__What you have to do__
Output exactly the lines that run from the top of the entries to the line holding "fn load_config(path: &Path)", including both of those lines.

[Saved entries]

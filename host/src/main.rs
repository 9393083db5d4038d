use std::io::Read;
use std::path::{Path, PathBuf};

use anyhow::{bail, Context, Result};

use glory_core::*;

const USAGE: &str =
    "usage: glory-host <levels-dir> [transcript.json|-] [--config cfg.json] [--draw] [--paced]";

struct Args {
    levels_dir: PathBuf,
    transcript: Option<PathBuf>,
    config: Option<PathBuf>,
    draw: bool,
    paced: bool,
}

fn parse_args() -> Result<Args> {
    let mut positional = Vec::new();
    let mut config = None;
    let mut draw = false;
    let mut paced = false;

    let mut args = std::env::args().skip(1);
    while let Some(arg) = args.next() {
        match arg.as_str() {
            "--config" => {
                let path = args.next().context("--config needs a file path")?;
                config = Some(PathBuf::from(path));
            }
            "--draw" => draw = true,
            "--paced" => paced = true,
            "-h" | "--help" => {
                println!("{USAGE}");
                std::process::exit(0);
            }
            flag if flag.starts_with("--") => bail!("unknown flag {flag}\n{USAGE}"),
            _ => positional.push(PathBuf::from(arg)),
        }
    }

    let mut positional = positional.into_iter();
    let levels_dir = positional.next().context(USAGE)?;
    // "-" and a missing path both mean stdin.
    let transcript = positional.next().filter(|p| p.as_os_str() != "-");
    if let Some(extra) = positional.next() {
        bail!("unexpected argument {}\n{USAGE}", extra.display());
    }

    Ok(Args {
        levels_dir,
        transcript,
        config,
        draw,
        paced,
    })
}

fn load_transcript(path: Option<&Path>) -> Result<Transcript> {
    let json = match path {
        Some(path) => std::fs::read_to_string(path)
            .with_context(|| format!("failed to read transcript {}", path.display()))?,
        None => {
            let mut buf = String::new();
            std::io::stdin()
                .read_to_string(&mut buf)
                .context("failed to read transcript from stdin")?;
            buf
        }
    };
    Ok(Transcript::from_json(&json)?)
}

fn load_config(path: &Path) -> Result<GameConfig> {
    let json = std::fs::read_to_string(path)
        .with_context(|| format!("failed to read config {}", path.display()))?;
    serde_json::from_str(&json)
        .with_context(|| format!("failed to parse config {}", path.display()))
}

fn print_result(summary: &RunSummary, hash: &[u8; 32]) {
    let last = &summary.last;
    println!("=== Run result ===");
    println!("End: {:?} after {} frames", summary.end, summary.frames);
    println!("Mode: {:?}", last.mode);
    println!("Level: {} `{}`", last.level_index + 1, last.level_name);
    println!("Lives: {}", last.lives);
    for p in &last.players {
        println!(
            "P{} ({}): x={} y={} vx={} vy={} {} {}",
            p.slot,
            CHARACTER_NAMES[p.slot],
            p.rect.x,
            p.rect.y,
            p.vx,
            p.vy,
            p.sprite_state,
            p.facing
        );
    }
    println!("Transcript hash: {}", hex::encode(hash));
}

fn main() -> Result<()> {
    env_logger::Builder::from_env(env_logger::Env::default().default_filter_or("info")).init();

    let args = parse_args()?;
    let transcript = load_transcript(args.transcript.as_deref())?;
    let config = match &args.config {
        Some(path) => load_config(path)?,
        None => transcript.config.clone().unwrap_or_default(),
    };

    let files = load_level_dir(&args.levels_dir)
        .with_context(|| format!("failed to load levels from {}", args.levels_dir.display()))?;
    let levels = LevelSet::new(&files, config.screen())?;
    let mut session = Session::new(config.clone(), levels, default_roster())?;

    log::info!("replaying {} frames", transcript.frames.len());
    let hash = hash_transcript(&transcript.frames);
    let mut presenter = LastFrame::default();
    let mut replay = Replay::new(transcript.frames);

    let summary = if args.paced {
        run(
            &mut session,
            &mut replay,
            &mut presenter,
            &mut MonotonicClock::new(),
            &mut FrameGovernor::paced(config.fps),
        )
    } else {
        run(
            &mut session,
            &mut replay,
            &mut presenter,
            &mut FrameClock::new(config.fps),
            &mut FrameGovernor::unpaced(),
        )
    };

    print_result(&summary, &hash);
    if args.draw {
        println!("{}", serde_json::to_string_pretty(&presenter.calls)?);
    }
    Ok(())
}
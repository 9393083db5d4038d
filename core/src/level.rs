use std::io::ErrorKind;
use std::path::{Path, PathBuf};

use serde::{Deserialize, Serialize};

use crate::error::{GameError, GameResult};
use crate::types::*;

// ── File format ─────────────────────────────────────────────

/// One level as stored on disk (`levelN.json`).
#[derive(Clone, Debug, PartialEq, Serialize, Deserialize)]
pub struct LevelFile {
    pub name: String,
    pub background: String,
    pub player_start: Point,
    pub objects: Vec<LevelObject>,
}

#[derive(Clone, Copy, Debug, PartialEq, Serialize, Deserialize)]
#[serde(tag = "type", rename_all = "lowercase")]
pub enum LevelObject {
    Block { x: i32, y: i32, size: i32 },
    Exit { x: i32, y: i32, width: i32, height: i32 },
}

// ── Loaded level ────────────────────────────────────────────

#[derive(Clone, Debug, PartialEq)]
pub struct Level {
    pub name: String,
    pub background: String,
    /// Collision set; the exit is not part of it.
    pub obstacles: Vec<Obstacle>,
    pub exit: Obstacle,
    pub player_start: Point,
    pub dimensions: Dimensions,
}

impl Level {
    /// Build collision geometry from a level file. Dimensions come from the
    /// block extents, or the screen size when there are no blocks.
    pub fn from_file(file: &LevelFile, screen: Dimensions) -> GameResult<Level> {
        let mut obstacles = Vec::new();
        let mut exit = None;
        for object in &file.objects {
            match *object {
                LevelObject::Block { x, y, size } => obstacles.push(Obstacle::block(x, y, size)),
                LevelObject::Exit { x, y, width, height } => {
                    if exit.is_some() {
                        log::warn!("level `{}` has several exits, keeping the last", file.name);
                    }
                    exit = Some(Obstacle::solid(
                        ObstacleKind::Exit,
                        Rect::new(x, y, width, height),
                    ));
                }
            }
        }
        let exit = exit.ok_or_else(|| GameError::MissingExit(file.name.clone()))?;

        Ok(Level {
            name: file.name.clone(),
            background: file.background.clone(),
            dimensions: block_extents(&obstacles).unwrap_or(screen),
            obstacles,
            exit,
            player_start: file.player_start,
        })
    }
}

fn block_extents(blocks: &[Obstacle]) -> Option<Dimensions> {
    let min_x = blocks.iter().map(|b| b.rect.left()).min()?;
    let max_x = blocks.iter().map(|b| b.rect.right()).max()?;
    let min_y = blocks.iter().map(|b| b.rect.top()).min()?;
    let max_y = blocks.iter().map(|b| b.rect.bottom()).max()?;
    Some(Dimensions {
        width: max_x - min_x,
        height: max_y - min_y,
    })
}

/// Ordered levels of a run. A missing index means there are no more levels.
#[derive(Clone, Debug, Default, PartialEq)]
pub struct LevelSet {
    levels: Vec<Level>,
}

impl LevelSet {
    pub fn new(files: &[LevelFile], screen: Dimensions) -> GameResult<LevelSet> {
        let levels = files
            .iter()
            .map(|f| Level::from_file(f, screen))
            .collect::<GameResult<Vec<_>>>()?;
        Ok(LevelSet { levels })
    }

    pub fn get(&self, index: usize) -> Option<&Level> {
        self.levels.get(index)
    }

    pub fn len(&self) -> usize {
        self.levels.len()
    }

    pub fn is_empty(&self) -> bool {
        self.levels.is_empty()
    }
}

// ── Loading ─────────────────────────────────────────────────

pub fn level_path(dir: &Path, index: usize) -> PathBuf {
    dir.join(format!("level{}.json", index + 1))
}

pub fn parse_level(json: &str, path: &Path) -> GameResult<LevelFile> {
    serde_json::from_str(json).map_err(|source| GameError::LevelParse {
        path: path.to_path_buf(),
        source,
    })
}

/// Read `level1.json`, `level2.json`, ... from `dir` until the first missing
/// index. A missing file ends the sequence; any other failure is an error.
pub fn load_level_dir(dir: &Path) -> GameResult<Vec<LevelFile>> {
    let mut files = Vec::new();
    loop {
        let path = level_path(dir, files.len());
        let json = match std::fs::read_to_string(&path) {
            Ok(json) => json,
            Err(e) if e.kind() == ErrorKind::NotFound => break,
            Err(source) => return Err(GameError::LevelIo { path, source }),
        };
        let file = parse_level(&json, &path)?;
        log::info!("loaded level {} `{}` from {}", files.len() + 1, file.name, path.display());
        files.push(file);
    }
    Ok(files)
}
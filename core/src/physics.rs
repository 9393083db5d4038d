use crate::animation::frame_index;
use crate::constants::*;
use crate::types::*;

/// Add a fractional displacement to a pixel coordinate, truncating toward zero.
fn shift(coord: i32, delta: f64) -> i32 {
    (coord as f64 + delta) as i32
}

/// Ramp vy by `min(1, fall_count / fps) * gravity`. Grounded players are skipped.
pub fn apply_gravity(p: &mut Player, config: &GameConfig) {
    if p.grounded {
        return;
    }
    let ramp = (p.fall_count as f64 / config.fps.max(1) as f64).min(1.0);
    p.vy += ramp * config.gravity;
}

/// Move the player's rectangle by its current velocity.
pub fn integrate(p: &mut Player) {
    p.rect.x = shift(p.rect.x, p.vx);
    p.rect.y = shift(p.rect.y, p.vy);
}

/// Advance the hit stun; it clears once the timer passes `fps * hit_delay`.
pub fn tick_hit(p: &mut Player, config: &GameConfig) {
    if p.hit {
        p.hit_count += 1;
    }
    if p.hit_count > config.fps * config.hit_delay {
        p.hit = false;
        p.hit_count = 0;
    }
}

/// Per-frame update: gravity, integration, hit stun, fall counter, sprite.
pub fn update_player(p: &mut Player, config: &GameConfig) {
    apply_gravity(p, config);
    integrate(p);
    tick_hit(p, config);
    p.fall_count += 1;
    update_sprite(p, config);
}

/// Priority cascade: hit > first-jump ascent > fall past 2g > running > idle.
/// Any other ascent (air jump, head-bump rebound) shows idle.
pub fn select_sprite_state(p: &Player, gravity: f64) -> SpriteState {
    if p.hit {
        SpriteState::Hit
    } else if p.vy < 0.0 {
        if p.jump_count == 1 {
            SpriteState::Jump
        } else {
            SpriteState::Idle
        }
    } else if p.vy > gravity * 2.0 {
        SpriteState::Fall
    } else if p.vx != 0.0 {
        SpriteState::Run
    } else {
        SpriteState::Idle
    }
}

/// Pick the sheet for the current physics state and advance its animation.
/// The hit-box is re-derived only when the (state, facing) sheet changes.
pub fn update_sprite(p: &mut Player, config: &GameConfig) {
    let state = select_sprite_state(p, config.gravity);
    if state != p.sprite_state {
        p.sprite_state = state;
        sync_hitbox(p);
    }

    let len = p.sprites.frames(state, p.facing).len();
    p.frame = frame_index(p.animation_count, config.animation_delay, len);
    p.animation_count += 1;
    if (p.animation_count / config.animation_delay.max(1)) as usize >= len {
        p.animation_count = 0;
    }
}

/// Resize the rectangle (keeping its top-left corner) and swap in the mask of
/// the active sheet.
pub fn sync_hitbox(p: &mut Player) {
    let hitbox = p.sprites.hitbox(p.sprite_state, p.facing);
    p.rect.width = hitbox.width;
    p.rect.height = hitbox.height;
    p.hitbox = hitbox;
}

/// Jump if fewer than `MAX_JUMPS` have been used. Returns whether it happened.
pub fn jump(p: &mut Player, config: &GameConfig) -> bool {
    if p.jump_count >= MAX_JUMPS {
        return false;
    }
    p.vy = -config.gravity * config.jump_power;
    p.animation_count = 0;
    p.jump_count += 1;
    // Only the first jump restarts the gravity ramp.
    if p.jump_count == 1 {
        p.fall_count = 0;
        p.grounded = false;
    }
    true
}

pub fn make_hit(p: &mut Player, now_ms: u64) {
    p.hit = true;
    p.last_damage_ms = Some(now_ms);
}

/// Hit the player unless it was damaged within the damage cooldown.
pub fn try_damage(p: &mut Player, now_ms: u64, config: &GameConfig) -> bool {
    let ready = p
        .last_damage_ms
        .map_or(true, |last| now_ms.saturating_sub(last) > config.damage_cooldown_ms);
    if ready {
        make_hit(p, now_ms);
    }
    ready
}

fn face(p: &mut Player, facing: Facing) {
    if p.facing != facing {
        p.facing = facing;
        p.animation_count = 0;
        sync_hitbox(p);
    }
}

pub fn move_left(p: &mut Player, vel: f64) {
    p.vx = -vel;
    face(p, Facing::Left);
}

pub fn move_right(p: &mut Player, vel: f64) {
    p.vx = vel;
    face(p, Facing::Right);
}

/// Standing on a surface: clears the fall ramp, vertical speed, and jumps.
pub fn landed(p: &mut Player) {
    p.fall_count = 0;
    p.vy = 0.0;
    p.jump_count = 0;
    p.grounded = true;
}

/// Bounce off a ceiling.
pub fn hit_head(p: &mut Player) {
    p.vy = -p.vy;
}

pub fn teleport(p: &mut Player, to: Point) {
    p.rect.x = to.x;
    p.rect.y = to.y;
}

#[cfg(test)]
mod tests {
    use super::*;
    use crate::animation::AnimationTable;
    use crate::init::{default_config, spawn_player};
    use std::sync::Arc;

    fn player_at(x: i32, y: i32) -> Player {
        spawn_player(0, Point::new(x, y), Arc::new(AnimationTable::solid(20, 40, 4)))
    }

    #[test]
    fn gravity_ramps_then_saturates() {
        let config = default_config();
        let mut p = player_at(0, 0);
        p.fall_count = 30;
        apply_gravity(&mut p, &config);
        assert_eq!(p.vy, 0.5);

        p.vy = 0.0;
        p.fall_count = 600;
        apply_gravity(&mut p, &config);
        assert_eq!(p.vy, config.gravity);
    }

    #[test]
    fn grounded_player_skips_gravity() {
        let config = default_config();
        let mut p = player_at(0, 0);
        p.grounded = true;
        p.fall_count = 120;
        apply_gravity(&mut p, &config);
        assert_eq!(p.vy, 0.0);
    }

    #[test]
    fn integration_truncates_toward_zero() {
        let mut p = player_at(100, 100);
        p.vx = 5.0;
        p.vy = -8.5;
        integrate(&mut p);
        assert_eq!(p.rect.x, 105);
        assert_eq!(p.rect.y, 91);

        p.vy = 0.9;
        integrate(&mut p);
        assert_eq!(p.rect.y, 91);
    }

    #[test]
    fn double_jump_is_capped() {
        let config = default_config();
        let mut p = player_at(0, 0);
        p.grounded = true;
        assert!(jump(&mut p, &config));
        assert!(!p.grounded);
        assert_eq!(p.fall_count, 0);

        p.vy = 3.0;
        p.fall_count = 17;
        assert!(jump(&mut p, &config));
        assert_eq!(p.jump_count, 2);
        // The air jump does not restart the gravity ramp.
        assert_eq!(p.fall_count, 17);

        p.vy = 4.0;
        assert!(!jump(&mut p, &config));
        assert_eq!(p.jump_count, 2);
        assert_eq!(p.vy, 4.0);
    }

    #[test]
    fn jump_velocity_is_gravity_times_power() {
        let config = default_config();
        let mut p = player_at(0, 0);
        p.animation_count = 7;
        jump(&mut p, &config);
        assert_eq!(p.vy, -9.0);
        assert_eq!(p.animation_count, 0);
    }

    #[test]
    fn hit_wins_over_any_velocity() {
        let mut p = player_at(0, 0);
        p.hit = true;
        for (vx, vy) in [(0.0, 0.0), (5.0, -9.0), (-5.0, 12.0), (0.0, 2.0)] {
            p.vx = vx;
            p.vy = vy;
            p.jump_count = 1;
            assert_eq!(select_sprite_state(&p, 1.0), SpriteState::Hit);
        }
    }

    #[test]
    fn ascent_shows_jump_only_on_first_jump() {
        let mut p = player_at(0, 0);
        p.vy = -3.0;
        p.vx = 5.0;
        p.jump_count = 1;
        assert_eq!(select_sprite_state(&p, 1.0), SpriteState::Jump);
        p.jump_count = 2;
        assert_eq!(select_sprite_state(&p, 1.0), SpriteState::Idle);
    }

    #[test]
    fn fall_needs_velocity_strictly_above_threshold() {
        let mut p = player_at(0, 0);
        p.vy = 2.0;
        assert_eq!(select_sprite_state(&p, 1.0), SpriteState::Idle);
        p.vx = 5.0;
        assert_eq!(select_sprite_state(&p, 1.0), SpriteState::Run);
        p.vy = 2.0001;
        assert_eq!(select_sprite_state(&p, 1.0), SpriteState::Fall);
    }

    #[test]
    fn hit_stun_clears_after_delay() {
        let config = default_config();
        let mut p = player_at(0, 0);
        make_hit(&mut p, 1234);
        assert_eq!(p.last_damage_ms, Some(1234));
        for _ in 0..config.fps * config.hit_delay {
            tick_hit(&mut p, &config);
        }
        assert!(p.hit);
        tick_hit(&mut p, &config);
        assert!(!p.hit);
        assert_eq!(p.hit_count, 0);
    }

    #[test]
    fn damage_respects_cooldown() {
        let config = default_config();
        let mut p = player_at(0, 0);
        assert!(try_damage(&mut p, 100, &config));
        assert!(!try_damage(&mut p, 1100, &config));
        assert_eq!(p.last_damage_ms, Some(100));
        assert!(try_damage(&mut p, 1101, &config));
        assert_eq!(p.last_damage_ms, Some(1101));
        // The fall penalty timer is separate.
        assert_eq!(p.last_fall_penalty_ms, None);
    }

    #[test]
    fn animation_counter_wraps_at_sheet_end() {
        let config = default_config();
        let mut p = player_at(0, 0);
        p.grounded = true;
        // 4 frames x delay 3 = 12 updates per cycle.
        let mut seen = Vec::new();
        for _ in 0..12 {
            update_sprite(&mut p, &config);
            seen.push(p.frame);
        }
        assert_eq!(seen, vec![0, 0, 0, 1, 1, 1, 2, 2, 2, 3, 3, 3]);
        assert_eq!(p.animation_count, 0);
    }

    #[test]
    fn turning_resets_animation() {
        let mut p = player_at(0, 0);
        p.animation_count = 5;
        move_left(&mut p, 5.0);
        assert_eq!(p.animation_count, 5);
        move_right(&mut p, 5.0);
        assert_eq!(p.animation_count, 0);
        assert_eq!(p.vx, 5.0);
        assert_eq!(p.facing, Facing::Right);
    }

    #[test]
    fn landing_resets_jump_state() {
        let mut p = player_at(0, 0);
        p.jump_count = 2;
        p.fall_count = 40;
        p.vy = 7.0;
        landed(&mut p);
        assert!(p.grounded);
        assert_eq!((p.jump_count, p.fall_count, p.vy), (0, 0, 0.0));
    }

    #[test]
    fn hitbox_follows_sheet_size() {
        let config = default_config();
        let mut named = std::collections::HashMap::new();
        for state in SpriteState::ALL {
            for facing in [Facing::Left, Facing::Right] {
                let h = if state == SpriteState::Run { 30 } else { 40 };
                named.insert(
                    crate::animation::sheet_name(state, facing),
                    vec![crate::animation::SpriteFrame::solid(0, 20, h)],
                );
            }
        }
        let table = Arc::new(AnimationTable::from_named(named).unwrap());
        let mut p = spawn_player(0, Point::new(10, 10), table);
        assert_eq!(p.rect.height, 40);
        move_right(&mut p, 5.0);
        update_sprite(&mut p, &config);
        assert_eq!(p.sprite_state, SpriteState::Run);
        assert_eq!(p.rect.height, 30);
        assert_eq!((p.rect.x, p.rect.y), (10, 10));
    }
}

__Output of the task__
filename host/src/main.rs
repository 9393083db5d4038d
use std::io::Read;
use std::path::{Path, PathBuf};

use anyhow::{bail, Context, Result};

use glory_core::*;

const USAGE: &str =
    "usage: glory-host <levels-dir> [transcript.json|-] [--config cfg.json] [--draw] [--paced]";

struct Args {
    levels_dir: PathBuf,
    transcript: Option<PathBuf>,
    config: Option<PathBuf>,
    draw: bool,
    paced: bool,
}

fn parse_args() -> Result<Args> {
    let mut positional = Vec::new();
    let mut config = None;
    let mut draw = false;
    let mut paced = false;

    let mut args = std::env::args().skip(1);
    while let Some(arg) = args.next() {
        match arg.as_str() {
            "--config" => {
                let path = args.next().context("--config needs a file path")?;
                config = Some(PathBuf::from(path));
            }
            "--draw" => draw = true,
            "--paced" => paced = true,
            "-h" | "--help" => {
                println!("{USAGE}");
                std::process::exit(0);
            }
            flag if flag.starts_with("--") => bail!("unknown flag {flag}\n{USAGE}"),
            _ => positional.push(PathBuf::from(arg)),
        }
    }

    let mut positional = positional.into_iter();
    let levels_dir = positional.next().context(USAGE)?;
    // "-" and a missing path both mean stdin.
    let transcript = positional.next().filter(|p| p.as_os_str() != "-");
    if let Some(extra) = positional.next() {
        bail!("unexpected argument {}\n{USAGE}", extra.display());
    }

    Ok(Args {
        levels_dir,
        transcript,
        config,
        draw,
        paced,
    })
}

fn load_transcript(path: Option<&Path>) -> Result<Transcript> {
    let json = match path {
        Some(path) => std::fs::read_to_string(path)
            .with_context(|| format!("failed to read transcript {}", path.display()))?,
        None => {
            let mut buf = String::new();
            std::io::stdin()
                .read_to_string(&mut buf)
                .context("failed to read transcript from stdin")?;
            buf
        }
    };
    Ok(Transcript::from_json(&json)?)
}

fn load_config(path: &Path) -> Result<GameConfig> {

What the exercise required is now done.